Ms Pegg is a specialist in the transport field and particularly in school travel planning. She was on the books of EA. EA put her forward when LA sought to recruit a temporary School Travel Planning Officer. The LA interviewed her, and offered here the role of Senior School Travel Planning Officer, which she accepted. While she worked for LA Ms Pegg was under contract to, and was paid by EA, under terms and conditions described as a contract for services between EA and a temporary worker. However, she was fully integrated with, and was held out as fully integrated with, other members of staff at the LA as part of a team in the LA’s organisation which included both employees and other agency staff. She could not choose her hours. She could not field a substitute.
The EAT upheld the ET’s decisions that during the relevant period Ms Pegg was employed by EA, within the extended meaning of s68(1) of the Disability Discrimination Act 1995 (“the DDA”), employment includes a contract “personally to do any work”, and was supplied by EA to work for LA as a contract worker in circumstances where LA was the “principal” within the meaning of s4B of the DDA, which makes it unlawful for a “principal”, in relation to contract work (as defined), to discriminate against a person who is a “disabled contract worker”, or to subject such a worker to harassment, and subsection (9) of which defines “principal” as a person (“A”) who makes work available for doing by individuals who are employed by another person who supplies them under a contract made with “A”, and defines “contract worker” as any individual who is supplied to the principal under such a contract.
As the EAT observed, these provisions closely followed provisions in other discrimination legislation, and they, like that other legislation, have now been repealed and replaced by provisions, especially Sections 41 and 83, in the Equality Act 2010.

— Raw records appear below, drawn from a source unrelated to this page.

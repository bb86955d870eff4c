//! Import completion poller
//!
//! Watches the container log until the import script reports a result.
//! Each cycle fetches the combined log and classifies it; while the import
//! is still running the tail of the log is journaled and the poller sleeps
//! for a fixed interval. There is no backoff.
//!
//! The wait ends in one of four states: done, failed, timed out (when a
//! deadline is configured) or cancelled.

use anyhow::{Context, Result};
use async_trait::async_trait;
use oradock_core::domain::import::{ImportState, tail_lines};
use tokio::sync::watch;
use tokio::time::{self, Duration, Instant};
use tracing::debug;

use crate::engine::ContainerEngine;
use crate::journal::RunJournal;

/// Lines of container output journaled per poll
const SNAPSHOT_LINES: usize = 20;

/// Where the poller reads import progress from
#[async_trait]
pub trait LogSource: Send + Sync {
    /// Current combined log output
    async fn fetch(&self) -> Result<String>;

    /// Whether the producer is still running
    async fn is_alive(&self) -> Result<bool>;
}

/// Log output of one container
pub struct ContainerLogs<'a> {
    engine: &'a dyn ContainerEngine,
    container: String,
}

impl<'a> ContainerLogs<'a> {
    pub fn new(engine: &'a dyn ContainerEngine, container: impl Into<String>) -> Self {
        Self {
            engine,
            container: container.into(),
        }
    }
}

#[async_trait]
impl LogSource for ContainerLogs<'_> {
    async fn fetch(&self) -> Result<String> {
        self.engine.logs(&self.container).await
    }

    async fn is_alive(&self) -> Result<bool> {
        self.engine.is_running(&self.container).await
    }
}

/// Cancellation signal for the wait
///
/// Cancelled once the paired sender publishes `true`. A signal whose sender
/// is gone can no longer be cancelled.
pub struct CancelSignal {
    receiver: watch::Receiver<bool>,
}

impl CancelSignal {
    pub fn new(receiver: watch::Receiver<bool>) -> Self {
        Self { receiver }
    }

    /// Signal that never fires
    pub fn never() -> Self {
        let (_sender, receiver) = watch::channel(false);
        Self { receiver }
    }

    pub fn is_cancelled(&self) -> bool {
        *self.receiver.borrow()
    }

    /// Resolves when cancellation is requested
    pub async fn cancelled(&mut self) {
        if self.receiver.wait_for(|cancelled| *cancelled).await.is_err() {
            std::future::pending::<()>().await;
        }
    }
}

/// How a wait ended
#[derive(Debug, Clone, PartialEq, Eq)]
pub struct ImportOutcome {
    pub state: ImportState,
    /// Log fetches performed
    pub polls: u32,
    pub elapsed: Duration,
}

/// Polls a log source until the import reaches a terminal state
#[derive(Debug, Clone)]
pub struct CompletionPoller {
    interval: Duration,
    timeout: Option<Duration>,
}

impl CompletionPoller {
    pub fn new(interval: Duration, timeout: Option<Duration>) -> Self {
        Self { interval, timeout }
    }

    /// Runs the polling loop
    ///
    /// A source error aborts the wait. With N polls that find no marker, the
    /// loop sleeps exactly N times and returns on poll N+1.
    pub async fn wait(
        &self,
        source: &dyn LogSource,
        journal: &RunJournal,
        cancel: &mut CancelSignal,
    ) -> Result<ImportOutcome> {
        let started = Instant::now();
        let deadline = self.timeout.map(|timeout| started + timeout);
        let mut polls = 0u32;

        journal.info(format!(
            "Waiting for import to complete (poll interval: {:?}, timeout: {})",
            self.interval,
            self.timeout
                .map(|t| format!("{:?}", t))
                .unwrap_or_else(|| "none".to_string())
        ));

        let finish = |state: ImportState, polls: u32| ImportOutcome {
            state,
            polls,
            elapsed: started.elapsed(),
        };

        loop {
            if cancel.is_cancelled() {
                return Ok(finish(ImportState::Cancelled, polls));
            }

            polls += 1;
            debug!("Polling container log (poll {})", polls);

            let logs = source.fetch().await.context("Failed to fetch import log")?;
            let state = ImportState::observe(&logs);
            if state.is_terminal() {
                return Ok(finish(state, polls));
            }

            if !source.is_alive().await? {
                // the marker may have been written just before the exit
                let logs = source.fetch().await.context("Failed to fetch import log")?;
                let state = match ImportState::observe(&logs) {
                    ImportState::Waiting => ImportState::Failed(
                        "container stopped before the import completed".to_string(),
                    ),
                    terminal => terminal,
                };
                return Ok(finish(state, polls));
            }

            journal.info(format!(
                "Import not finished yet (poll {}). Latest output:\n{}",
                polls,
                tail_lines(&logs, SNAPSHOT_LINES)
            ));

            if deadline.is_some_and(|d| Instant::now() >= d) {
                return Ok(finish(ImportState::TimedOut, polls));
            }

            tokio::select! {
                biased;
                _ = cancel.cancelled() => return Ok(finish(ImportState::Cancelled, polls)),
                _ = deadline_reached(deadline) => return Ok(finish(ImportState::TimedOut, polls)),
                _ = time::sleep(self.interval) => {}
            }
        }
    }
}

async fn deadline_reached(deadline: Option<Instant>) {
    match deadline {
        Some(deadline) => time::sleep_until(deadline).await,
        None => std::future::pending::<()>().await,
    }
}

#[cfg(test)]
mod tests {
    use super::*;
    use oradock_core::domain::import::{COMPLETION_MARKER, FAILURE_MARKER};
    use std::sync::Mutex;

    /// Yields queued snapshots in order, repeating the last one
    struct ScriptedLogs {
        snapshots: Mutex<Vec<String>>,
        fetches: Mutex<u32>,
        alive: bool,
    }

    impl ScriptedLogs {
        fn new(snapshots: Vec<String>) -> Self {
            Self {
                snapshots: Mutex::new(snapshots),
                fetches: Mutex::new(0),
                alive: true,
            }
        }

        fn waiting_then(n: usize, last: &str) -> Self {
            let mut snapshots: Vec<String> =
                (0..n).map(|i| format!("database starting... step {}", i)).collect();
            snapshots.push(last.to_string());
            Self::new(snapshots)
        }

        fn fetches(&self) -> u32 {
            *self.fetches.lock().unwrap()
        }
    }

    #[async_trait]
    impl LogSource for ScriptedLogs {
        async fn fetch(&self) -> Result<String> {
            *self.fetches.lock().unwrap() += 1;
            let mut snapshots = self.snapshots.lock().unwrap();
            if snapshots.len() > 1 {
                Ok(snapshots.remove(0))
            } else {
                Ok(snapshots[0].clone())
            }
        }

        async fn is_alive(&self) -> Result<bool> {
            Ok(self.alive)
        }
    }

    fn journal() -> RunJournal {
        RunJournal::detached(std::env::temp_dir().join("oradock-poller-unused.log"))
    }

    #[tokio::test(start_paused = true)]
    async fn test_sleeps_exactly_n_times_before_completion() {
        for n in [0usize, 1, 4] {
            let source = ScriptedLogs::waiting_then(n, &format!("{} (impdp exit 0)", COMPLETION_MARKER));
            let poller = CompletionPoller::new(Duration::from_secs(10), None);

            let outcome = poller
                .wait(&source, &journal(), &mut CancelSignal::never())
                .await
                .unwrap();

            assert_eq!(outcome.state, ImportState::Done);
            assert_eq!(outcome.polls, n as u32 + 1);
            assert_eq!(source.fetches(), n as u32 + 1);
            assert_eq!(outcome.elapsed, Duration::from_secs(10 * n as u64));
        }
    }

    #[tokio::test(start_paused = true)]
    async fn test_failure_marker_ends_wait() {
        let source = ScriptedLogs::waiting_then(2, &format!("{} (impdp exit 1)", FAILURE_MARKER));
        let poller = CompletionPoller::new(Duration::from_secs(10), None);

        let outcome = poller
            .wait(&source, &journal(), &mut CancelSignal::never())
            .await
            .unwrap();

        assert!(matches!(outcome.state, ImportState::Failed(ref line) if line.contains("exit 1")));
        assert_eq!(outcome.polls, 3);
    }

    #[tokio::test(start_paused = true)]
    async fn test_deadline_times_out() {
        let source = ScriptedLogs::new(vec!["still starting".to_string()]);
        let poller = CompletionPoller::new(Duration::from_secs(10), Some(Duration::from_secs(35)));

        let outcome = poller
            .wait(&source, &journal(), &mut CancelSignal::never())
            .await
            .unwrap();

        assert_eq!(outcome.state, ImportState::TimedOut);
        assert_eq!(outcome.polls, 4);
        assert_eq!(outcome.elapsed, Duration::from_secs(35));
    }

    #[tokio::test(start_paused = true)]
    async fn test_cancellation_interrupts_sleep() {
        let source = ScriptedLogs::new(vec!["still starting".to_string()]);
        let poller = CompletionPoller::new(Duration::from_secs(10), None);
        let (sender, receiver) = watch::channel(false);
        let mut cancel = CancelSignal::new(receiver);

        tokio::spawn(async move {
            time::sleep(Duration::from_secs(25)).await;
            let _ = sender.send(true);
        });

        let outcome = poller.wait(&source, &journal(), &mut cancel).await.unwrap();

        assert_eq!(outcome.state, ImportState::Cancelled);
        assert_eq!(outcome.polls, 3);
        assert_eq!(outcome.elapsed, Duration::from_secs(25));
    }

    #[tokio::test(start_paused = true)]
    async fn test_stopped_container_fails_wait() {
        let mut source = ScriptedLogs::new(vec!["ORA-00600 internal error".to_string()]);
        source.alive = false;
        let poller = CompletionPoller::new(Duration::from_secs(10), None);

        let outcome = poller
            .wait(&source, &journal(), &mut CancelSignal::never())
            .await
            .unwrap();

        assert!(matches!(outcome.state, ImportState::Failed(_)));
        assert_eq!(outcome.polls, 1);
        assert_eq!(outcome.elapsed, Duration::ZERO);
    }

    #[tokio::test(start_paused = true)]
    async fn test_snapshots_are_journaled() {
        let dir = tempfile::tempdir().unwrap();
        let journal = RunJournal::detached(dir.path().join("oradock.log"));
        journal.attach().unwrap();

        let source = ScriptedLogs::waiting_then(2, COMPLETION_MARKER);
        let poller = CompletionPoller::new(Duration::from_secs(10), None);
        poller
            .wait(&source, &journal, &mut CancelSignal::never())
            .await
            .unwrap();

        let written = std::fs::read_to_string(journal.path()).unwrap();
        assert!(written.contains("Import not finished yet (poll 1)"));
        assert!(written.contains("database starting... step 1"));
        assert!(!written.contains("(poll 3)"));
    }
}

The LA’s case on appeal was that Ms Pegg was not party to a contract “personally to do any work”, because she was not bound to accept any assignment, and it was not sufficient that she was subject to an obligation personally to do work if she chose to accept an assignment. Distinguishing the Court of Appeal’s decision in Mingeley v Pinnock [2004] ICR 727, this argument was rejected. The EAT found that the contractual arrangements were different, and ruled that once Ms Pegg accepted the assignment with the LA she owed express contractual duties to the EA which required her to do the work personally and that was sufficient to bring her within s68 and thereby within s4B. The EAT could see no warrant in the wording of s68 for excluding Ms Pegg from its provision merely because she was not bound to accept the assignment. The critical point in the view of the EAT was that when she accepted the assignment with the LA she owed a contractual duty to the EA to do the work for the LA personally. To the EAT it was plain that Ms Pegg was under an obligation to do work personally, whether or not the absence of a power of substitution were taken into account.
The EAT stated that the arrangements under which Ms Pegg came to work for the LA are common arrangements, and that there was no doubt that Parliament intended the protection for contract workers to apply to such workers.